Input material:

------------------------------------------------

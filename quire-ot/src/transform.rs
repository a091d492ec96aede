//! Application, composition and pairwise transformation.
//!
//! All functions here are pure. `transform` satisfies TP1:
//!
//! ```text
//!            local
//!     doc ────────────► doc·L
//!      │                  │
//!      │ remote           │ remote'
//!      ▼                  ▼
//!    doc·R ──────────► doc·L·R' == doc·R·L'
//!            local'
//! ```

use ropey::Rope;

use crate::component::{Component, ComponentKind, Pieces, TextOperation};
use crate::error::OtError;

/// Which side's insert goes first when both insert at the same position.
#[derive(Debug, Clone, Copy, PartialEq, Eq)]
pub enum Tie {
    /// The local operation's insert lands before the remote one.
    LocalFirst,
    /// The remote operation's insert lands before the local one.
    RemoteFirst,
}

impl Tie {
    /// Lower author identifier wins; equal authors defer to the remote side.
    pub fn between<T: Ord + ?Sized>(local_author: &T, remote_author: &T) -> Self {
        if local_author < remote_author {
            Tie::LocalFirst
        } else {
            Tie::RemoteFirst
        }
    }
}

/// Apply `op` to `text`, producing the new document.
pub fn apply(text: &str, op: &TextOperation) -> Result<String, OtError> {
    let len = text.chars().count();
    if len != op.base_len() {
        return Err(OtError::LengthMismatch {
            expected: op.base_len(),
            actual: len,
        });
    }

    let mut out = String::with_capacity(text.len());
    let mut chars = text.chars();
    for component in op.components() {
        match component {
            Component::Retain(n) => out.extend(chars.by_ref().take(*n)),
            Component::Delete(n) => {
                chars.by_ref().take(*n).for_each(drop);
            }
            Component::Insert(insert) => out.push_str(insert),
        }
    }
    Ok(out)
}

/// Apply `op` to a rope in place.
pub fn apply_to_rope(rope: &mut Rope, op: &TextOperation) -> Result<(), OtError> {
    if rope.len_chars() != op.base_len() {
        return Err(OtError::LengthMismatch {
            expected: op.base_len(),
            actual: rope.len_chars(),
        });
    }

    let mut pos = 0;
    for component in op.components() {
        match component {
            Component::Retain(n) => pos += n,
            Component::Delete(n) => rope.remove(pos..pos + n),
            Component::Insert(text) => {
                rope.insert(pos, text);
                pos += text.chars().count();
            }
        }
    }
    Ok(())
}

/// Merge `first` followed by `second` into one equivalent operation.
pub fn compose(first: &TextOperation, second: &TextOperation) -> Result<TextOperation, OtError> {
    if first.target_len() != second.base_len() {
        return Err(OtError::LengthMismatch {
            expected: first.target_len(),
            actual: second.base_len(),
        });
    }

    let mut result = TextOperation::new();
    let mut a = Pieces::new(first);
    let mut b = Pieces::new(second);

    loop {
        match (a.peek_kind(), b.peek_kind()) {
            (None, None) => break,
            (Some(ComponentKind::Delete), _) => {
                let n = a.remaining();
                a.advance(n);
                result.delete(n);
            }
            (_, Some(ComponentKind::Insert)) => {
                result.insert(b.take_insert());
            }
            (None, _) | (_, None) => {
                return Err(OtError::malformed("composed operations cover different lengths"));
            }
            (Some(ka), Some(kb)) => {
                let n = a.remaining().min(b.remaining());
                match (ka, kb) {
                    (ComponentKind::Retain, ComponentKind::Retain) => {
                        a.advance(n);
                        b.advance(n);
                        result.retain(n);
                    }
                    (ComponentKind::Retain, ComponentKind::Delete) => {
                        a.advance(n);
                        b.advance(n);
                        result.delete(n);
                    }
                    (ComponentKind::Insert, ComponentKind::Retain) => {
                        let text = a.take_text(n);
                        b.advance(n);
                        result.insert(text);
                    }
                    (ComponentKind::Insert, ComponentKind::Delete) => {
                        a.advance(n);
                        b.advance(n);
                    }
                    (ComponentKind::Delete, _) | (_, ComponentKind::Insert) => {
                        unreachable!("deletes of the first and inserts of the second are consumed above")
                    }
                }
            }
        }
    }

    Ok(result)
}

/// Transform two operations authored against the same document.
///
/// Returns `(local', remote')` where `local'` applies after `remote` and
/// `remote'` applies after `local`; both orders converge.
pub fn transform(
    local: &TextOperation,
    remote: &TextOperation,
    tie: Tie,
) -> Result<(TextOperation, TextOperation), OtError> {
    if local.base_len() != remote.base_len() {
        return Err(OtError::LengthMismatch {
            expected: remote.base_len(),
            actual: local.base_len(),
        });
    }

    let mut local_prime = TextOperation::new();
    let mut remote_prime = TextOperation::new();
    let mut a = Pieces::new(local);
    let mut b = Pieces::new(remote);

    loop {
        let (ka, kb) = (a.peek_kind(), b.peek_kind());
        match (ka, kb) {
            (None, None) => break,
            (Some(ComponentKind::Insert), _)
                if tie == Tie::LocalFirst || kb != Some(ComponentKind::Insert) =>
            {
                let text = a.take_insert();
                remote_prime.retain(text.chars().count());
                local_prime.insert(text);
            }
            (_, Some(ComponentKind::Insert)) => {
                let text = b.take_insert();
                local_prime.retain(text.chars().count());
                remote_prime.insert(text);
            }
            (None, _) | (_, None) => {
                return Err(OtError::malformed("transformed operations cover different lengths"));
            }
            (Some(ka), Some(kb)) => {
                let n = a.remaining().min(b.remaining());
                a.advance(n);
                b.advance(n);
                match (ka, kb) {
                    (ComponentKind::Retain, ComponentKind::Retain) => {
                        local_prime.retain(n);
                        remote_prime.retain(n);
                    }
                    (ComponentKind::Delete, ComponentKind::Delete) => {}
                    (ComponentKind::Delete, ComponentKind::Retain) => {
                        local_prime.delete(n);
                    }
                    (ComponentKind::Retain, ComponentKind::Delete) => {
                        remote_prime.delete(n);
                    }
                    (ComponentKind::Insert, _) | (_, ComponentKind::Insert) => {
                        unreachable!("inserts are consumed above")
                    }
                }
            }
        }
    }

    Ok((local_prime, remote_prime))
}

#[cfg(test)]
mod tests {
    use super::*;

    fn op(build: impl FnOnce(&mut TextOperation)) -> TextOperation {
        let mut op = TextOperation::new();
        build(&mut op);
        op
    }

    #[test]
    fn test_apply_insert_and_delete() {
        let insert = TextOperation::insert_at(5, 5, ", world").unwrap();
        assert_eq!(apply("Hello", &insert).unwrap(), "Hello, world");

        let delete = TextOperation::delete_at(12, 5, 7).unwrap();
        assert_eq!(apply("Hello, world", &delete).unwrap(), "Hello");
    }

    #[test]
    fn test_apply_rejects_wrong_length() {
        let insert = TextOperation::insert_at(5, 0, "x").unwrap();
        assert_eq!(
            apply("Hi", &insert),
            Err(OtError::LengthMismatch { expected: 5, actual: 2 })
        );
    }

    #[test]
    fn test_apply_multibyte() {
        let op = op(|o| {
            o.retain(1).delete(1).insert("ö").retain(2);
        });
        assert_eq!(apply("héll", &op).unwrap(), "höll");
    }

    #[test]
    fn test_apply_to_rope_matches_string() {
        let op = op(|o| {
            o.insert("Say: ").retain(2).delete(1).retain(2);
        });
        let mut rope = Rope::from_str("Hello");
        apply_to_rope(&mut rope, &op).unwrap();
        assert_eq!(rope.to_string(), apply("Hello", &op).unwrap());
    }

    #[test]
    fn test_compose_sequential_edits() {
        let first = TextOperation::insert_at(5, 5, ", world").unwrap();
        let second = TextOperation::insert_at(12, 0, "Say: ").unwrap();
        let composed = compose(&first, &second).unwrap();
        assert_eq!(composed.base_len(), 5);
        assert_eq!(apply("Hello", &composed).unwrap(), "Say: Hello, world");
    }

    #[test]
    fn test_compose_insert_then_delete_cancels() {
        let first = TextOperation::insert_at(3, 1, "xyz").unwrap();
        let second = TextOperation::delete_at(6, 1, 3).unwrap();
        let composed = compose(&first, &second).unwrap();
        assert!(composed.is_noop());
        assert_eq!(composed.base_len(), 3);
    }

    #[test]
    fn test_compose_length_mismatch() {
        let first = TextOperation::identity(3);
        let second = TextOperation::identity(4);
        assert!(matches!(
            compose(&first, &second),
            Err(OtError::LengthMismatch { .. })
        ));
    }

    #[test]
    fn test_transform_end_to_end_scenario() {
        let a = TextOperation::insert_at(5, 5, ", world").unwrap();
        let b = TextOperation::insert_at(5, 0, "Say: ").unwrap();

        let (b_prime, a_prime) = transform(&b, &a, Tie::RemoteFirst).unwrap();
        let via_a = apply(&apply("Hello", &a).unwrap(), &b_prime).unwrap();
        let via_b = apply(&apply("Hello", &b).unwrap(), &a_prime).unwrap();
        assert_eq!(via_a, "Say: Hello, world");
        assert_eq!(via_a, via_b);
    }

    #[test]
    fn test_transform_tie_break_orders_inserts() {
        let local = TextOperation::insert_at(2, 1, "L").unwrap();
        let remote = TextOperation::insert_at(2, 1, "R").unwrap();

        let (local_prime, _) = transform(&local, &remote, Tie::LocalFirst).unwrap();
        assert_eq!(apply("ab", &compose(&remote, &local_prime).unwrap()).unwrap(), "aLRb");

        let (local_prime, _) = transform(&local, &remote, Tie::RemoteFirst).unwrap();
        assert_eq!(apply("ab", &compose(&remote, &local_prime).unwrap()).unwrap(), "aRLb");
    }

    #[test]
    fn test_transform_overlapping_deletes() {
        let local = TextOperation::delete_at(6, 1, 3).unwrap();
        let remote = TextOperation::delete_at(6, 2, 3).unwrap();
        let (lp, rp) = transform(&local, &remote, Tie::LocalFirst).unwrap();

        let left = apply(&apply("abcdef", &local).unwrap(), &rp).unwrap();
        let right = apply(&apply("abcdef", &remote).unwrap(), &lp).unwrap();
        assert_eq!(left, "af");
        assert_eq!(left, right);
    }

    #[test]
    fn test_transform_insert_inside_deleted_range() {
        let local = TextOperation::insert_at(5, 2, "XY").unwrap();
        let remote = TextOperation::delete_at(5, 1, 3).unwrap();
        let (lp, rp) = transform(&local, &remote, Tie::RemoteFirst).unwrap();

        let left = apply(&apply("abcde", &local).unwrap(), &rp).unwrap();
        let right = apply(&apply("abcde", &remote).unwrap(), &lp).unwrap();
        assert_eq!(left, "aXYe");
        assert_eq!(left, right);
    }

    #[test]
    fn test_transform_rejects_different_bases() {
        let local = TextOperation::identity(2);
        let remote = TextOperation::identity(3);
        assert!(transform(&local, &remote, Tie::LocalFirst).is_err());
    }

    #[test]
    fn test_tie_between_authors() {
        assert_eq!(Tie::between("alice", "bob"), Tie::LocalFirst);
        assert_eq!(Tie::between("bob", "alice"), Tie::RemoteFirst);
        assert_eq!(Tie::between("bob", "bob"), Tie::RemoteFirst);
    }
}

------------------------------------------------

Repeat, word for word, the lines from the start of the records to the line that contains "use ropey::Rope;", both of them included, and no others.

filename quire-ot/src/transform.rs
repository a091d492ec96aede
//! Application, composition and pairwise transformation.
//!
//! All functions here are pure. `transform` satisfies TP1:
//!
//! ```text
//!            local
//!     doc ────────────► doc·L
//!      │                  │
//!      │ remote           │ remote'
//!      ▼                  ▼
//!    doc·R ──────────► doc·L·R' == doc·R·L'
//!            local'
//! ```

use ropey::Rope;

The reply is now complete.